Cross-bedding
In geology, cross-bedding known as cross-stratification, is layering within a stratum and at an angle to the main bedding plane. The sedimentary structures which result are horizontal units composed of inclined layers; the original depositional layering is tilted, such tilting not being the result of post-depositional deformation. Cross-beds or "sets" are the groups of inclined layers. Cross-bedding forms during deposition on the inclined surfaces of bedforms such as ripples and dunes. Examples of these bedforms are ripples, anti-dunes, sand waves, hummocks and delta slopes. Environments in which water movement is fast enough and deep enough to develop large-scale bed forms fall into three natural groupings: rivers, tide-dominated coastal and marine settings. Cross-beds can tell geologists much about; the direction the beds are dipping indicates paleocurrent, the rough direction of sediment transport. The type and condition of sediments can tell geologists the type of environment. Studying modern analogs allows geologists to draw conclusions about ancient environments.

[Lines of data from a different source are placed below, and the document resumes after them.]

use chrono::{DateTime, Utc};
use serde::Serialize;

use crate::error::AppError;
use crate::models::route::{format_duration, Route, RouteStatus};
use crate::models::stop::{Stop, StopStatus};

fn invalid(action: &str, route: &Route) -> AppError {
    AppError::InvalidTransition(format!(
        "cannot {action} route {} in status {}",
        route.id, route.status
    ))
}

pub fn assign(route: &mut Route, driver_id: &str, now: DateTime<Utc>) -> Result<(), AppError> {
    if route.status != RouteStatus::Draft {
        return Err(invalid("assign", route));
    }

    let driver_id = driver_id.trim();
    if driver_id.is_empty() {
        return Err(AppError::BadRequest("driver_id cannot be empty".to_string()));
    }

    route.driver_id = Some(driver_id.to_string());
    route.status = RouteStatus::Assigned;
    route.updated_at = now;
    Ok(())
}

/// Not idempotent: a second start is reported as a dispatch error.
pub fn start(route: &mut Route, now: DateTime<Utc>) -> Result<(), AppError> {
    if route.status != RouteStatus::Assigned {
        return Err(invalid("start", route));
    }

    route.status = RouteStatus::InProgress;
    route.start_time = Some(now);
    route.updated_at = now;
    Ok(())
}

pub fn complete(route: &mut Route, now: DateTime<Utc>) -> Result<(), AppError> {
    if route.status != RouteStatus::InProgress {
        return Err(invalid("complete", route));
    }

    let minutes = route
        .start_time
        .map(|started| (now - started).num_minutes())
        .unwrap_or(0);

    route.status = RouteStatus::Completed;
    route.end_time = Some(now);
    route.actual_duration_minutes = Some(minutes);
    route.actual_duration = Some(format_duration(minutes));
    route.updated_at = now;
    Ok(())
}

pub fn cancel(route: &mut Route, reason: Option<String>, now: DateTime<Utc>) -> Result<(), AppError> {
    if route.status.is_terminal() {
        return Err(invalid("cancel", route));
    }

    route.status = RouteStatus::Cancelled;
    route.cancellation_reason = reason.filter(|reason| !reason.trim().is_empty());
    route.updated_at = now;
    Ok(())
}

/// Read-only view recomputed from stop state on every request.
#[derive(Debug, Clone, Serialize, PartialEq)]
pub struct RouteProgress {
    pub route_id: uuid::Uuid,
    pub status: RouteStatus,
    pub total_stops: usize,
    pub completed_stops: usize,
    pub failed_stops: usize,
    pub pending_stops: usize,
    pub progress_percentage: u32,
    pub capacity_utilization: u32,
    pub overdue: bool,
    pub next_delivery: Option<Stop>,
    pub current_delivery: Option<Stop>,
}

pub fn total_stops(route: &Route) -> usize {
    route.stops.len()
}

pub fn completed_stops(route: &Route) -> usize {
    count_with_status(route, StopStatus::Delivered)
}

fn count_with_status(route: &Route, status: StopStatus) -> usize {
    route.stops.iter().filter(|stop| stop.status == status).count()
}

/// Delivered share of all stops, floored to a whole percent.
pub fn progress_percentage(route: &Route) -> u32 {
    let total = total_stops(route);
    if total == 0 {
        return 0;
    }

    (completed_stops(route) * 100 / total) as u32
}

pub fn capacity_utilization(route: &Route) -> u32 {
    if route.max_capacity == 0 {
        return 0;
    }

    (total_stops(route) * 100 / route.max_capacity as usize) as u32
}

/// True once an in-progress route has run past its estimated duration.
/// Only reported; the route is never force-cancelled.
pub fn is_overdue(route: &Route, now: DateTime<Utc>) -> bool {
    match (route.status, route.start_time) {
        (RouteStatus::InProgress, Some(started)) if route.estimated_duration_minutes > 0 => {
            (now - started).num_minutes() > route.estimated_duration_minutes
        }
        _ => false,
    }
}

pub fn progress(route: &Route, now: DateTime<Utc>) -> RouteProgress {
    RouteProgress {
        route_id: route.id,
        status: route.status,
        total_stops: total_stops(route),
        completed_stops: completed_stops(route),
        failed_stops: count_with_status(route, StopStatus::Failed),
        pending_stops: count_with_status(route, StopStatus::Pending),
        progress_percentage: progress_percentage(route),
        capacity_utilization: capacity_utilization(route),
        overdue: is_overdue(route, now),
        next_delivery: crate::engine::tracker::next_delivery(route).cloned(),
        current_delivery: crate::engine::tracker::current_delivery(route).cloned(),
    }
}

#[cfg(test)]
mod tests {
    use chrono::{Duration, NaiveDate, TimeZone, Utc};

    use super::*;
    use crate::models::route::Shift;
    use crate::models::stop::{CandidateStop, Stop};

    fn now() -> DateTime<Utc> {
        Utc.with_ymd_and_hms(2026, 5, 4, 17, 0, 0).unwrap()
    }

    fn route() -> Route {
        let date = NaiveDate::from_ymd_opt(2026, 5, 4).unwrap();
        Route::new(date, Shift::Evening, 10, None, now())
    }

    fn stop(status: StopStatus) -> Stop {
        let mut stop = Stop::from_candidate(CandidateStop {
            subscription_id: None,
            order_id: None,
            customer_id: None,
            customer_name: "C".to_string(),
            address: "1 Main St".to_string(),
            location: None,
            phone: None,
            meal_type: None,
            time_slot: None,
            notes: None,
        });
        stop.status = status;
        stop
    }

    fn in_progress() -> Route {
        let mut route = route();
        assign(&mut route, "driver-1", now()).unwrap();
        start(&mut route, now()).unwrap();
        route
    }

    #[test]
    fn happy_path_sets_timestamps_and_duration() {
        let mut route = route();
        assign(&mut route, "driver-1", now()).unwrap();
        assert_eq!(route.status, RouteStatus::Assigned);
        assert_eq!(route.driver_id.as_deref(), Some("driver-1"));

        start(&mut route, now()).unwrap();
        assert_eq!(route.start_time, Some(now()));

        let finished = now() + Duration::minutes(95);
        complete(&mut route, finished).unwrap();
        assert_eq!(route.status, RouteStatus::Completed);
        assert_eq!(route.end_time, Some(finished));
        assert_eq!(route.actual_duration_minutes, Some(95));
        assert_eq!(route.actual_duration.as_deref(), Some("1h 35m"));
    }

    #[test]
    fn cancel_allowed_from_every_live_state() {
        let mut draft = route();
        assert!(cancel(&mut draft, Some("no driver".to_string()), now()).is_ok());
        assert_eq!(draft.cancellation_reason.as_deref(), Some("no driver"));

        let mut assigned = route();
        assign(&mut assigned, "d", now()).unwrap();
        assert!(cancel(&mut assigned, None, now()).is_ok());

        let mut running = in_progress();
        assert!(cancel(&mut running, None, now()).is_ok());
        assert_eq!(running.status, RouteStatus::Cancelled);
    }

    #[test]
    fn cancel_fails_once_completed() {
        let mut route = in_progress();
        complete(&mut route, now()).unwrap();
        assert!(matches!(
            cancel(&mut route, None, now()),
            Err(AppError::InvalidTransition(_))
        ));
    }

    #[test]
    fn start_twice_fails() {
        let mut route = in_progress();
        assert!(matches!(
            start(&mut route, now()),
            Err(AppError::InvalidTransition(_))
        ));
    }

    #[test]
    fn complete_from_draft_fails() {
        let mut route = route();
        assert!(matches!(
            complete(&mut route, now()),
            Err(AppError::InvalidTransition(_))
        ));
        assert!(route.end_time.is_none());
    }

    #[test]
    fn assign_only_from_draft() {
        let mut route = route();
        assign(&mut route, "a", now()).unwrap();
        assert!(matches!(
            assign(&mut route, "b", now()),
            Err(AppError::InvalidTransition(_))
        ));
        assert_eq!(route.driver_id.as_deref(), Some("a"));
    }

    #[test]
    fn progress_floors_to_whole_percent() {
        let mut route = in_progress();
        route.stops = vec![
            stop(StopStatus::Delivered),
            stop(StopStatus::Delivered),
            stop(StopStatus::Pending),
        ];
        for (index, stop) in route.stops.iter_mut().enumerate() {
            stop.sequence = index as u32 + 1;
        }

        let view = progress(&route, now());
        assert_eq!(view.total_stops, 3);
        assert_eq!(view.completed_stops, 2);
        assert_eq!(view.progress_percentage, 66);
        assert_eq!(view.capacity_utilization, 30);
        assert_eq!(view.next_delivery.map(|stop| stop.sequence), Some(3));
        assert!(view.current_delivery.is_none());
    }

    #[test]
    fn empty_route_has_zero_progress() {
        let route = route();
        assert_eq!(progress_percentage(&route), 0);
        assert_eq!(capacity_utilization(&route), 0);
    }

    #[test]
    fn overdue_only_when_running_past_estimate() {
        let mut route = in_progress();
        route.estimated_duration_minutes = 30;

        assert!(!is_overdue(&route, now() + Duration::minutes(20)));
        assert!(is_overdue(&route, now() + Duration::minutes(45)));
    }
}
pub mod candidates;
pub mod routes;
pub mod ws;

use std::sync::Arc;

use axum::extract::State;
use axum::http::StatusCode;
use axum::response::IntoResponse;
use axum::routing::get;
use axum::Json;
use axum::Router;
use serde::Serialize;
use tower_http::cors::CorsLayer;

use crate::error::AppError;
use crate::state::AppState;
use crate::store::RouteFilter;

pub fn router(state: Arc<AppState>) -> Router {
    Router::new()
        .merge(candidates::router())
        .merge(routes::router())
        .route("/health", get(health))
        .route("/metrics", get(metrics))
        .route("/ws", get(ws::ws_handler))
        .with_state(state)
        .layer(CorsLayer::permissive())
}

#[derive(Serialize)]
struct HealthResponse {
    status: &'static str,
    routes: usize,
    tracked_drivers: usize,
    event_listeners: usize,
}

async fn health(State(state): State<Arc<AppState>>) -> Result<Json<HealthResponse>, AppError> {
    let routes = state.store.list(&RouteFilter::default()).await?.len();

    Ok(Json(HealthResponse {
        status: "ok",
        routes,
        tracked_drivers: state.locations.len(),
        event_listeners: state.route_events_tx.receiver_count(),
    }))
}

async fn metrics(State(state): State<Arc<AppState>>) -> impl IntoResponse {
    match state.metrics.encode() {
        Ok(body) => (
            StatusCode::OK,
            [("content-type", "text/plain; version=0.0.4; charset=utf-8")],
            body,
        )
            .into_response(),
        Err(err) => (StatusCode::INTERNAL_SERVER_ERROR, err).into_response(),
    }
}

Paleocurrent can be determined by seeing a cross-section of a set of cross-beds. However, to get a true reading, the axis of the beds must be visible, it is difficult to distinguish between the cross-beds of a dune and the cross-beds of an antidune. The direction of motion of the cross-beds can show ancient wind directions; the foresets are deposited at the angle of repose, so geologists are able to measure dip direction of the cross-bedded sediments and calculate the paleoflow direction. However, most cross-beds are not tabular, they are troughs. Since troughs can give a 180 degree variation of the dip of foresets, false paleocurrents can be taken by blindly measuring foresets. In this case, true paleocurrent direction is determined by the axis of the trough. Paleocurrent direction is important in reconstructing past climate and drainage patterns: sand dunes preserve the prevalent wind directions, current ripples show the direction rivers were moving. Cross-bedding is formed by the downstream migration of bedforms such as ripples or dunes in a flowing fluid.

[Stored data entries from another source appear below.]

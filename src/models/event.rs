use chrono::{DateTime, Utc};
use serde::{Deserialize, Serialize};
use uuid::Uuid;

use crate::models::route::RouteStatus;
use crate::models::stop::{GeoPoint, StopStatus};

#[derive(Debug, Clone, Serialize, Deserialize, PartialEq)]
pub struct LocationPing {
    pub route_id: Uuid,
    pub driver_id: Option<String>,
    pub location: GeoPoint,
    pub recorded_at: DateTime<Utc>,
}

/// Status-changed hook payloads relayed to listeners over `/ws`.
#[derive(Debug, Clone, Serialize, Deserialize, PartialEq)]
#[serde(tag = "type", rename_all = "snake_case")]
pub enum RouteEvent {
    RouteStatusChanged {
        route_id: Uuid,
        status: RouteStatus,
        version: u64,
        at: DateTime<Utc>,
    },
    StopStatusChanged {
        route_id: Uuid,
        stop_id: Uuid,
        status: StopStatus,
        version: u64,
        at: DateTime<Utc>,
    },
    StopsRebuilt {
        route_id: Uuid,
        total_stops: usize,
        version: u64,
        at: DateTime<Utc>,
    },
    LocationUpdated(LocationPing),
}

impl RouteEvent {
    pub fn route_id(&self) -> Uuid {
        match self {
            RouteEvent::RouteStatusChanged { route_id, .. }
            | RouteEvent::StopStatusChanged { route_id, .. }
            | RouteEvent::StopsRebuilt { route_id, .. } => *route_id,
            RouteEvent::LocationUpdated(ping) => ping.route_id,
        }
    }
}

#[derive(Debug, Clone, Copy, Serialize, Deserialize, PartialEq, Eq)]
#[serde(rename_all = "snake_case")]
pub enum NotificationEvent {
    RouteAssigned,
    StopDelivered,
    StopFailed,
    RouteCompleted,
    RouteCancelled,
}

impl NotificationEvent {
    pub fn as_str(self) -> &'static str {
        match self {
            NotificationEvent::RouteAssigned => "route_assigned",
            NotificationEvent::StopDelivered => "stop_delivered",
            NotificationEvent::StopFailed => "stop_failed",
            NotificationEvent::RouteCompleted => "route_completed",
            NotificationEvent::RouteCancelled => "route_cancelled",
        }
    }
}

#[derive(Debug, Clone, Serialize, Deserialize, PartialEq)]
pub struct Notification {
    pub route_id: Uuid,
    pub stop_id: Option<Uuid>,
    pub event: NotificationEvent,
    pub timestamp: DateTime<Utc>,
    pub actor: String,
}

The fluid flow causes sand grains to saltate up the upstream side of the bedform and collect at the peak until the angle of repose is reached. At this point, the crest of granular material has grown too large and will be overcome by the force of the depositing fluid, falling down the downstream side of the dune. Repeated avalanches will form the sedimentary structure known as cross-bedding, with the structure dipping in the direction of the paleocurrent; the sediment that goes on to form cross-stratification is sorted before and during deposition on the "lee" side of the dune, allowing cross-strata to be recognized in rocks and sediment deposits. The angle and direction of cross-beds are fairly consistent. Individual cross-beds can range in thickness from just a few tens of centimeters, up to hundreds of feet or more depending upon the depositional environment and the size of the bedform. Cross-bedding can form in any environment, it is most common in stream deposits, tidal areas, in aeolian dunes.

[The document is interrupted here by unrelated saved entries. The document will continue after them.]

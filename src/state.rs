use std::sync::Arc;

use dashmap::DashMap;
use tokio::sync::{broadcast, mpsc};
use uuid::Uuid;

use crate::config::RouteSettings;
use crate::engine::builder::{estimator_from_settings, StopDurationEstimator};
use crate::models::event::{LocationPing, Notification, RouteEvent};
use crate::observability::metrics::Metrics;
use crate::store::{InMemoryRouteStore, RouteStore};

pub struct AppState {
    pub store: Arc<dyn RouteStore>,
    pub settings: RouteSettings,
    pub estimator: Box<dyn StopDurationEstimator>,
    /// Last-known driver position per route; not versioned with the route.
    pub locations: DashMap<Uuid, LocationPing>,
    pub notification_tx: mpsc::Sender<Notification>,
    pub route_events_tx: broadcast::Sender<RouteEvent>,
    pub metrics: Metrics,
}

impl AppState {
    pub fn new(
        settings: RouteSettings,
        notification_queue_size: usize,
        event_buffer_size: usize,
    ) -> (Self, mpsc::Receiver<Notification>) {
        Self::with_store(
            Arc::new(InMemoryRouteStore::new()),
            settings,
            notification_queue_size,
            event_buffer_size,
        )
    }

    pub fn with_store(
        store: Arc<dyn RouteStore>,
        settings: RouteSettings,
        notification_queue_size: usize,
        event_buffer_size: usize,
    ) -> (Self, mpsc::Receiver<Notification>) {
        let (notification_tx, notification_rx) = mpsc::channel(notification_queue_size);
        let (route_events_tx, _unused_rx) = broadcast::channel(event_buffer_size);

        (
            Self {
                store,
                estimator: estimator_from_settings(&settings),
                settings,
                locations: DashMap::new(),
                notification_tx,
                route_events_tx,
                metrics: Metrics::new(),
            },
            notification_rx,
        )
    }
}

Cross-bedded sediments are recognized in the field by the many layers of "foresets", which are the series of layers that form on the lee side of the bedform. These foresets are individually differentiable because of small-scale separation between layers of material of different sizes and densities. Cross-bedding can be recognized by truncations in sets of ripple foresets, where previously-existing stream deposits are eroded by a flood, new bedforms are deposited in the scoured area. Cross-bedding can be subdivided according to the geometry of the sets and cross-strata into subcategories; the most described types are tabular cross-bedding and trough cross-bedding. Tabular cross-bedding, or planar bedding consists of cross-bedded units that are extensive horizontally relative to the set thickness and that have planar bounding surfaces. Trough cross-bedding, on the other hand, consists of cross-bedded units in which the bounding surfaces are curved, hence limited in horizontal extent. Tabular cross-beds consist of cross-bedded units that are large in horizontal extent relative to set thickness and that have planar bounding surfaces.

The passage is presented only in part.